Fig. 10. Immunoprecipitation of the T. brucei CSBPII complex proteins.
Immunoprecipitation of the <i>T</i>. <i>brucei</i> CSBPII complex proteins.
A. IP of HA-TbCSBPII-45 with anti-HA beads from SILAC labelled cells (M or H) versus parental cells (L), biological replicates with label swap. B. IP of HA-TbCSBPII-33 with anti-HA beads from SILAC labelled cells (M or H) versus parental cells (L), biological replicates with label swap. C. Comparison of IP with HA-TbCSBPII-33 and HA-TbCSBPII-45 using averaged SILAC ratios from biological replicates. Grey–proteins identified in both replicates, Red–ribosomal proteins, Blue—TbCSBPII-45, Green–TbCSBPII-33, Purple–PCD4, Yellow–PABP2.

Discussion

The regulation of the eukaryotic cell cycle relies on three main strategies; regulation of transcription mediated by transcription factors, dynamic phosphorylation mediated by opposing action of protein kinases and phosphatases, and targeted protein degradation via the ubiquitin-proteasome system. The early branching eukaryote T. brucei contains many identifiable proteins kinases and phosphatases, and has a functional ubiquitin-proteasome system, but a paucity of transcription control [5, 6] requires a reliance on post-transcriptional regulation of gene expression. Analysis of the T. brucei CCR phosphoproteome confirms that a bulk increase in phosphorylation abundance occurs across the cell cycle resulting in peak phosphorylation in mitosis. An additional peak in phosphorylation abundance that occurs during S-phase could be due to initiation of nuclear replication or related to division of kinetoplast DNA, which occurs concurrently to nuclear S phase in the cell cycle [51]. In addition to known cell cycle players, the CCR phosphoproteome contains many proteins which were not previously known to have a role in cell cycle regulation, including a number of RBPs, eIF4F complexes, and many hypothetical proteins with no identifiable sequence homology. The differential regulation of RBPs and eIF4F complexes provides further evidence that they may act as functional surrogates for the lack of regulated transcription factors through post-transcriptional gene regulation.

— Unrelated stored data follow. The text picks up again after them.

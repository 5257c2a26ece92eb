//! Mock TDS server for unit testing.
//!
//! This module provides a mock SQL Server implementation that can be used
//! for unit testing without requiring a real database instance.
//!
//! ## Features
//!
//! - Simulates TDS protocol handshake (prelogin, login)
//! - Configurable responses for SQL queries
//! - Support for multiple concurrent connections
//! - Recorded packet replay for regression testing
//!
//! ## Example
//!
//! ```rust,ignore
//! use tds_testing::mock_server::{MockTdsServer, MockResponse};
//!
//! #[test]
//! fn test_query() {
//!     let server = MockTdsServer::builder()
//!         .with_response("SELECT 1", MockResponse::scalar_int(1))
//!         .build()
//!         .unwrap();
//!
//!     let addr = server.addr();
//!     // Connect your client to addr...
//! }
//! ```

use bytes::{BufMut, Bytes, BytesMut};
use std::collections::HashMap;
use std::fmt;
use std::io::{Read, Write};
use std::net::{SocketAddr, TcpListener, TcpStream};
use std::sync::atomic::{AtomicBool, AtomicUsize, Ordering};
use std::sync::Arc;
use tds_protocol::types::TypeId;
use tds_protocol::{
    DoneStatus, EnvChangeType, PACKET_HEADER_SIZE, PacketHeader, PacketStatus, PacketType,
    TokenType,
};
use thiserror::Error;

/// Error type for mock server operations.
#[derive(Debug, Error)]
pub enum MockServerError {
    /// IO error.
    #[error("IO error: {0}")]
    Io(#[from] std::io::Error),

    /// Protocol error.
    #[error("Protocol error: {0}")]
    Protocol(String),

    /// Server already stopped.
    #[error("Server already stopped")]
    Stopped,
}

/// Result type for mock server operations.
pub type Result<T> = std::result::Result<T, MockServerError>;
//! Boundary-condition tests for rows, columns, and configuration that don't
//! need a live connection.

#![allow(clippy::unwrap_used, clippy::expect_used)]

use std::sync::Arc;

use bytes::Bytes;
use tds_client::{ColMetaData, Column, ColumnSlice, Config, Row};
use tds_types::SqlValue;

const INT4TYPE: u8 = 0x38;
const NVARCHARTYPE: u8 = 0xE7;

// ============================================================================
// Row boundary conditions
// ============================================================================

#[test]
fn test_row_with_no_columns() {
    let row = Row::from_values(Vec::new(), Vec::new());
    assert_eq!(row.len(), 0);
    assert!(row.is_empty());
    assert!(row.get_raw(0).is_none());
}

#[test]
fn test_row_out_of_bounds_index() {
    let row = Row::from_values(vec![Column::new("a", 0, INT4TYPE)], vec![SqlValue::Int(1)]);
    assert!(row.get::<i32>(5).is_err());
    assert!(row.try_get::<i32>(5).is_none());
    assert!(row.get_raw(5).is_none());
}

#[test]
fn test_row_get_by_missing_name() {
    let row = Row::from_values(vec![Column::new("a", 0, INT4TYPE)], vec![SqlValue::Int(1)]);
    assert!(row.get_by_name::<i32>("missing").is_err());
    assert!(row.try_get_by_name::<i32>("missing").is_none());
    assert!(row.get_raw_by_name("missing").is_none());
}

#[test]
fn test_row_null_value_get_errors_but_try_get_is_none() {
    let row = Row::from_values(vec![Column::new("a", 0, INT4TYPE)], vec![SqlValue::Null]);
    assert!(row.get::<i32>(0).is_err());
    assert!(row.try_get::<i32>(0).is_none());
    assert!(row.is_null(0));
}

#[test]
fn test_row_slice_past_buffer_end_is_treated_as_absent() {
    let buffer = Arc::new(Bytes::from_static(b"ab"));
    // Length claims 10 bytes but the buffer only holds 2.
    let slices: Arc<[ColumnSlice]> = vec![ColumnSlice::new(0, 10, false)].into();
    let meta = Arc::new(ColMetaData::new(vec![Column::new("x", 0, NVARCHARTYPE)]));
    let row = Row::new(buffer, slices, meta);

    assert!(row.get_bytes(0).is_none());
    assert!(row.get_raw(0).is_none());
}

#[test]
fn test_row_zero_length_value_is_not_null() {
    let buffer = Arc::new(Bytes::from_static(b""));
    let slices: Arc<[ColumnSlice]> = vec![ColumnSlice::new(0, 0, false)].into();
    let meta = Arc::new(ColMetaData::new(vec![Column::new("x", 0, NVARCHARTYPE)]));
    let row = Row::new(buffer, slices, meta);

    assert!(!row.is_null(0));
    assert_eq!(row.get_bytes(0), Some(&[][..]));
}

#[test]
fn test_row_iteration_over_values() {
    let row = Row::from_values(
        vec![Column::new("a", 0, INT4TYPE), Column::new("b", 1, INT4TYPE)],
        vec![SqlValue::Int(1), SqlValue::Int(2)],
    );

    let values: Vec<SqlValue> = (&row).into_iter().collect();
    assert_eq!(values, vec![SqlValue::Int(1), SqlValue::Int(2)]);
}

#[test]
fn test_row_clone_shares_metadata() {
    let row = Row::from_values(vec![Column::new("a", 0, INT4TYPE)], vec![SqlValue::Int(7)]);
    let cloned = row.clone();
    assert_eq!(cloned.get::<i32>(0).unwrap(), 7);
    assert!(Arc::ptr_eq(row.metadata(), cloned.metadata()));
}

// ============================================================================
// Column metadata edge cases
// ============================================================================

#[test]
fn test_column_name_lookup_is_case_insensitive_with_mixed_case_columns() {
    let meta = ColMetaData::new(vec![
        Column::new("UserId", 0, INT4TYPE),
        Column::new("userName", 1, NVARCHARTYPE),
    ]);

    assert_eq!(meta.find_by_name("userid"), Some(0));
    assert_eq!(meta.find_by_name("USERNAME"), Some(1));
}

#[test]
fn test_column_metadata_empty() {
    let meta = ColMetaData::new(Vec::new());
    assert!(meta.is_empty());
    assert_eq!(meta.len(), 0);
    assert!(meta.get(0).is_none());
}

#[test]
fn test_column_max_length_absent_by_default() {
    let col = Column::new("id", 0, INT4TYPE);
    assert_eq!(col.max_length, None);
    assert!(col.nullable);
    assert!(!col.is_plp);
}

#[test]
fn test_column_to_type_info_round_trips_plp_flag() {
    let col = Column::new("data", 0, NVARCHARTYPE).with_plp(true);
    let info = col.to_type_info();
    assert!(info.is_plp);
    assert_eq!(info.type_id, NVARCHARTYPE);
}

// ============================================================================
// Config edge cases
// ============================================================================

#[test]
fn test_config_default_has_localhost_and_default_packet_size() {
    let config = Config::default();
    assert_eq!(config.server_name, "localhost");
    assert_eq!(config.packet_size, 4096);
}

#[test]
fn test_config_from_connection_string_preserves_unset_database() {
    let config = Config::from_connection_string("Server=localhost;").unwrap();
    assert_eq!(config.database, None);
}

#[test]
fn test_config_packet_size_builder_rejects_out_of_range() {
    let config = Config::default();
    assert!(config.clone().packet_size(511).is_err());
    assert!(config.clone().packet_size(32768).is_err());
    assert!(config.packet_size(4096).is_ok());
}

#[test]
fn test_config_credentials_builder_sets_both_fields() {
    let config = Config::default().credentials("sa", "hunter2");
    assert_eq!(config.user_name, "sa");
    assert_eq!(config.password, "hunter2");
}
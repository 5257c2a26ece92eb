#![no_main]

use arbitrary::Arbitrary;
use bytes::Bytes;
use libfuzzer_sys::fuzz_target;
use tds_types::decode::{decode_value, Collation, TypeInfo};

/// Arbitrary collation data for fuzzing NVARCHAR/VARCHAR decoding.
#[derive(Debug, Arbitrary)]
struct FuzzCollationInput {
    lcid: u32,
    sort_id: u8,
    string_data: Vec<u8>,
}

fuzz_target!(|input: FuzzCollationInput| {
    let collation = Collation {
        lcid: input.lcid,
        sort_id: input.sort_id,
    };

    let type_info = TypeInfo {
        type_id: 0xE7, // NVARCHARTYPE
        length: Some(8000),
        scale: None,
        precision: None,
        collation: Some(collation),
        is_plp: false,
    };

    let mut bytes = Bytes::from(input.string_data);
    let _ = decode_value(&mut bytes, &type_info);
});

Our analysis of cell cycle synchronised Pcf cells identifies a total of 10,119 phosphorylation sites, of which 4,284 have not previously been reported including 408 CCR sites. The total number of phosphorylation sites observed is comparable to our previous studies where 10,095 phosphorylation sites were identified from asynchronous Pcf and bloodstream form (Bsf) cells [18] and 10,159 phosphorylation sites identified from ex vivo stumpy Bsf cells [52], and is an order of magnitude greater than the first global study of Bsf T. brucei that identified 1204 phosphorylation sites [53]. Each study is able to identify unique sites (S11 Fig), consistent with the differences in sample origin, processing and data analysis, suggesting that many phosphorylation site remain to be identified. The relatively similar overall total number of sites identified in our phosphoproteomic studies may reflect a limit to the number of sites it is possible to identify in a single study using the current methodology.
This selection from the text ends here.